Après avoir prêté ses traits à Néron (Britannicus), Hamlet et Bérenger (Le roi se meurt), Benoît McGinnis incarne Caligula dans la pièce éponyme d’Albert Camus. Appartenant à ce que l’auteur français a qualifié de cycle de l’absurde – cycle dans lequel nous retrouvons L’étranger, Le mythe de Sisyphe et Le malentenduCaligula retrace la vie et le règne de l’empereur romain Caius César et dépeint l’absurdité au fondement de la condition humaine. En effet, suite à la mort de sa sœur et amante Drusilla, Caligula prend conscience du caractère éphémère du chagrin qui le dévaste et de l’impuissance qu’il ressent face à sa mort inéluctable. Réputé comme étant un souverain bon et respecté au début de son règne, il devient alors un tortionnaire sanguinaire qui se plait à mesurer sa totale emprise sur son entourage.




Crédit photos : Yves Renaud

La pièce commence alors que Drusilla meurt brusquement sous les yeux de Caligula, sur une musique rock cacophonique conçue par Michel Smith. Le sang qui ruisselle de la bouche de la femme brise la pureté de la scénographie et des costumes d’un blanc immaculé, créant ainsi une image qui donnera le ton au spectacle. Caligula conservera d’ailleurs son chandail taché de sang durant toute la pièce, trace indélébile de l’événement à la source de sa détresse.

Le décor conçu par Pierre-Étienne Locas se présente sur deux niveaux. Le début et la fin de la pièce se déroulent sur une plateforme blanche et lumineuse qui rappelle l’univers céleste.
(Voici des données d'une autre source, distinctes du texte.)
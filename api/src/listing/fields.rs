//! Sort and filter keys of the listed DTOs; keys use the backend's camelCase names.

use chrono::NaiveDateTime;

use super::{FieldValue, Filterable, SortValue, Sortable};
use crate::model::{
    competition::CompetitionDto,
    match_sheet::MatchSheetDto,
    matches::{MatchDto, MatchParticipantDto},
    media::MediaDto,
    message::MessageDto,
    team::{StandingDto, TeamDto},
    user::UserDto,
};

fn label<E: ToString>(value: Option<&E>) -> SortValue {
    SortValue::text(value.map(E::to_string).as_deref())
}

fn team_name(participant: Option<&MatchParticipantDto>) -> Option<&str> {
    participant.and_then(|p| p.team_name.as_deref())
}

fn day(value: Option<NaiveDateTime>) -> FieldValue {
    FieldValue::Date(value.map(|v| v.date()))
}

impl Sortable for CompetitionDto {
    fn sort_value(&self, field: &str) -> SortValue {
        match field {
            "name" => SortValue::text(self.name.as_deref()),
            "category" => SortValue::text(self.category.as_deref()),
            "type" => label(self.competition_type.as_ref()),
            "status" => label(self.status.as_ref()),
            "startDate" => SortValue::date(self.start_date),
            "endDate" => SortValue::date(self.end_date),
            "location" => SortValue::text(self.location.as_deref()),
            "maxTeams" => SortValue::number(self.max_teams),
            "registeredTeams" => SortValue::number(self.registered_teams),
            "organizerName" => SortValue::text(self.organizer_name.as_deref()),
            _ => SortValue::Missing,
        }
    }
}

impl Filterable for CompetitionDto {
    fn filter_value(&self, key: &str) -> Option<FieldValue> {
        let value = match key {
            "name" => FieldValue::text(self.name.as_deref()),
            "category" => FieldValue::text(self.category.as_deref()),
            "type" => FieldValue::text(self.competition_type.as_ref().map(|t| t.as_str())),
            "status" => FieldValue::text(self.status.as_ref().map(|s| s.as_str())),
            "location" => FieldValue::text(self.location.as_deref()),
            "organizerName" => FieldValue::text(self.organizer_name.as_deref()),
            "startDate" => FieldValue::Date(self.start_date),
            "endDate" => FieldValue::Date(self.end_date),
            _ => return None,
        };
        Some(value)
    }
}

impl Sortable for TeamDto {
    fn sort_value(&self, field: &str) -> SortValue {
        match field {
            "name" => SortValue::text(self.name.as_deref()),
            "category" => SortValue::text(self.category.as_deref()),
            "coachName" => SortValue::text(self.coach_name.as_deref()),
            "playerCount" => SortValue::number(self.player_count),
            "competitionCount" => SortValue::number(self.competition_count),
            "createdAt" => SortValue::date_time(self.created_at),
            _ => SortValue::Missing,
        }
    }
}

impl Filterable for TeamDto {
    fn filter_value(&self, key: &str) -> Option<FieldValue> {
        let value = match key {
            "name" => FieldValue::text(self.name.as_deref()),
            "category" => FieldValue::text(self.category.as_deref()),
            "coachName" => FieldValue::text(self.coach_name.as_deref()),
            _ => return None,
        };
        Some(value)
    }
}

/// Covers players too, which share the user DTO.
impl Sortable for UserDto {
    fn sort_value(&self, field: &str) -> SortValue {
        match field {
            "name" => SortValue::Text(self.display_name()),
            "userName" => SortValue::text(self.user_name.as_deref()),
            "firstName" => SortValue::text(self.first_name.as_deref()),
            "lastName" => SortValue::text(self.last_name.as_deref()),
            "email" => SortValue::text(self.email.as_deref()),
            "role" => label(self.role.as_ref()),
            "position" => label(self.position.as_ref()),
            "status" => label(self.status.as_ref()),
            "teamName" => SortValue::text(self.team_name.as_deref()),
            "dateOfBirth" => SortValue::date(self.date_of_birth),
            _ => SortValue::Missing,
        }
    }
}

impl Filterable for UserDto {
    fn filter_value(&self, key: &str) -> Option<FieldValue> {
        let value = match key {
            "name" => FieldValue::Text(self.display_name()),
            "userName" => FieldValue::text(self.user_name.as_deref()),
            "firstName" => FieldValue::text(self.first_name.as_deref()),
            "lastName" => FieldValue::text(self.last_name.as_deref()),
            "email" => FieldValue::text(self.email.as_deref()),
            "role" => FieldValue::text(self.role.as_ref().map(|r| r.as_str())),
            "position" => FieldValue::text(self.position.as_ref().map(|p| p.as_str())),
            "status" => FieldValue::text(self.status.as_ref().map(|s| s.as_str())),
            "teamName" => FieldValue::text(self.team_name.as_deref()),
            _ => return None,
        };
        Some(value)
    }
}

impl Sortable for MatchDto {
    fn sort_value(&self, field: &str) -> SortValue {
        match field {
            "title" => SortValue::text(self.title.as_deref()),
            "competitionName" => SortValue::text(self.competition_name.as_deref()),
            "scheduledDateTime" => SortValue::date_time(self.scheduled_date_time),
            "status" => label(self.status.as_ref()),
            "round" => SortValue::number(self.round),
            "homeTeam" => SortValue::text(team_name(self.home_team())),
            "awayTeam" => SortValue::text(team_name(self.away_team())),
            _ => SortValue::Missing,
        }
    }
}

impl Filterable for MatchDto {
    fn filter_value(&self, key: &str) -> Option<FieldValue> {
        let value = match key {
            "title" => FieldValue::text(self.title.as_deref()),
            "competitionName" => FieldValue::text(self.competition_name.as_deref()),
            "status" => FieldValue::text(self.status.as_ref().map(|s| s.as_str())),
            "teamName" => FieldValue::List(
                self.participants
                    .iter()
                    .filter_map(|p| p.team_name.clone())
                    .collect(),
            ),
            "scheduledDateTime" => day(self.scheduled_date_time),
            _ => return None,
        };
        Some(value)
    }
}

impl Sortable for MatchSheetDto {
    fn sort_value(&self, field: &str) -> SortValue {
        match field {
            "matchTitle" => SortValue::text(self.match_title.as_deref()),
            "teamName" => SortValue::text(self.team_name.as_deref()),
            "competitionName" => SortValue::text(self.competition_name.as_deref()),
            "matchDateTime" => SortValue::date_time(self.match_date_time),
            "submittedAt" => SortValue::date_time(self.submitted_at),
            "status" => label(self.status.as_ref()),
            _ => SortValue::Missing,
        }
    }
}

impl Filterable for MatchSheetDto {
    fn filter_value(&self, key: &str) -> Option<FieldValue> {
        let value = match key {
            "matchTitle" => FieldValue::text(self.match_title.as_deref()),
            "teamName" => FieldValue::text(self.team_name.as_deref()),
            "competitionName" => FieldValue::text(self.competition_name.as_deref()),
            "matchDateTime" => day(self.match_date_time),
            _ => return None,
        };
        Some(value)
    }
}

impl Sortable for MediaDto {
    fn sort_value(&self, field: &str) -> SortValue {
        match field {
            "title" => SortValue::text(self.title.as_deref()),
            "mediaType" => label(self.media_type.as_ref()),
            "uploaderName" => SortValue::text(self.uploader_name.as_deref()),
            "competitionName" => SortValue::text(self.competition_name.as_deref()),
            "uploadedAt" => SortValue::date_time(self.uploaded_at),
            "viewCount" => SortValue::number(self.view_count),
            _ => SortValue::Missing,
        }
    }
}

impl Filterable for MediaDto {
    fn filter_value(&self, key: &str) -> Option<FieldValue> {
        let value = match key {
            "title" => FieldValue::text(self.title.as_deref()),
            "mediaType" => FieldValue::text(self.media_type.as_ref().map(|t| t.as_str())),
            "competitionName" => FieldValue::text(self.competition_name.as_deref()),
            "teamName" => FieldValue::text(self.team_name.as_deref()),
            "matchTitle" => FieldValue::text(self.match_title.as_deref()),
            "uploaderName" => FieldValue::text(self.uploader_name.as_deref()),
            "uploadedAt" => day(self.uploaded_at),
            _ => return None,
        };
        Some(value)
    }
}

impl Sortable for StandingDto {
    fn sort_value(&self, field: &str) -> SortValue {
        match field {
            "position" => SortValue::number(self.position),
            "teamName" => SortValue::text(self.team_name.as_deref()),
            "matchesPlayed" => SortValue::number(self.matches_played),
            "wins" => SortValue::number(self.wins),
            "draws" => SortValue::number(self.draws),
            "losses" => SortValue::number(self.losses),
            "goalsFor" => SortValue::number(self.goals_for),
            "goalsAgainst" => SortValue::number(self.goals_against),
            "goalDifference" => SortValue::number(self.goal_difference),
            "points" => SortValue::number(self.points),
            _ => SortValue::Missing,
        }
    }
}

impl Sortable for MessageDto {
    fn sort_value(&self, field: &str) -> SortValue {
        match field {
            "sentAt" => SortValue::date_time(self.sent_at),
            "senderRole" => label(self.sender_role.as_ref()),
            "recipientCategory" => label(self.recipient_category.as_ref()),
            "content" => SortValue::Text(self.content.clone()),
            _ => SortValue::Missing,
        }
    }
}

impl Filterable for MessageDto {
    fn filter_value(&self, key: &str) -> Option<FieldValue> {
        let value = match key {
            "content" => FieldValue::Text(self.content.clone()),
            "senderRole" => FieldValue::text(self.sender_role.as_ref().map(|r| r.as_str())),
            "recipientCategory" => {
                FieldValue::text(self.recipient_category.as_ref().map(|c| c.as_str()))
            }
            "sentAt" => day(self.sent_at),
            _ => return None,
        };
        Some(value)
    }
}

#[cfg(test)]
mod test;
Mis à part lors de ces deux moments clés du spectacle, cet espace est accessible au regard du public essentiellement de manière fragmentaire par différentes petites trappes qui s’ouvrent dans le mur et par lesquelles Drusilla multiplie les apparitions spectrales et oniriques tout au long de la représentation. Toutefois, l’essentiel du spectacle se déroule sous cette plateforme, dans un espace sombre divisé par des poutres métalliques, entre lesquelles circulent les personnages. En plus de la force symbolique qu’il connote, le décor tout en sobriété a l’avantage de maintenir l’attention du spectateur sur le texte et l’interprétation des comédiens, qui constituent le plus grand intérêt du spectacle. Décrit par René Richard Cyr comme un «thriller philosophique», Caligula dépasse le simple portrait de la folie d’un homme de pouvoir pour faire plutôt ressortir ses questionnements philosophiques.

Le jeu magistral de Benoît McGinnis donne une profondeur et une certaine humanité au personnage de Caligula. Aussi crédible dans sa démesure que dans son chagrin, il offre une des plus belles performances de sa carrière. McGinnis semble complètement envouté par son personnage et par la folie mégalomane qui le ronge. Méconnaissable avec sa perruque brune et sa peau vieillie, Macha Limonchik incarne aussi avec brio Cæsonia, la fidèle femme déchue de Caligula. Prête à tout pour rester auprès de lui, même à lui offrir sa vie, elle accepte tous les abaissements qu’il lui fait subir.

Avec sa mise en scène de Caligula, René Richard Cyr montre encore une fois son talent de metteur en scène et de directeur d’acteur, ainsi que sa polyvalence à monter autant des créations que des grandes œuvres du répertoire. Dans le contexte actuel, le texte de Camus conserve une grande pertinence et permet de renouveler le regard que l’on peut poser sur le comportement de certains dirigeants politiques.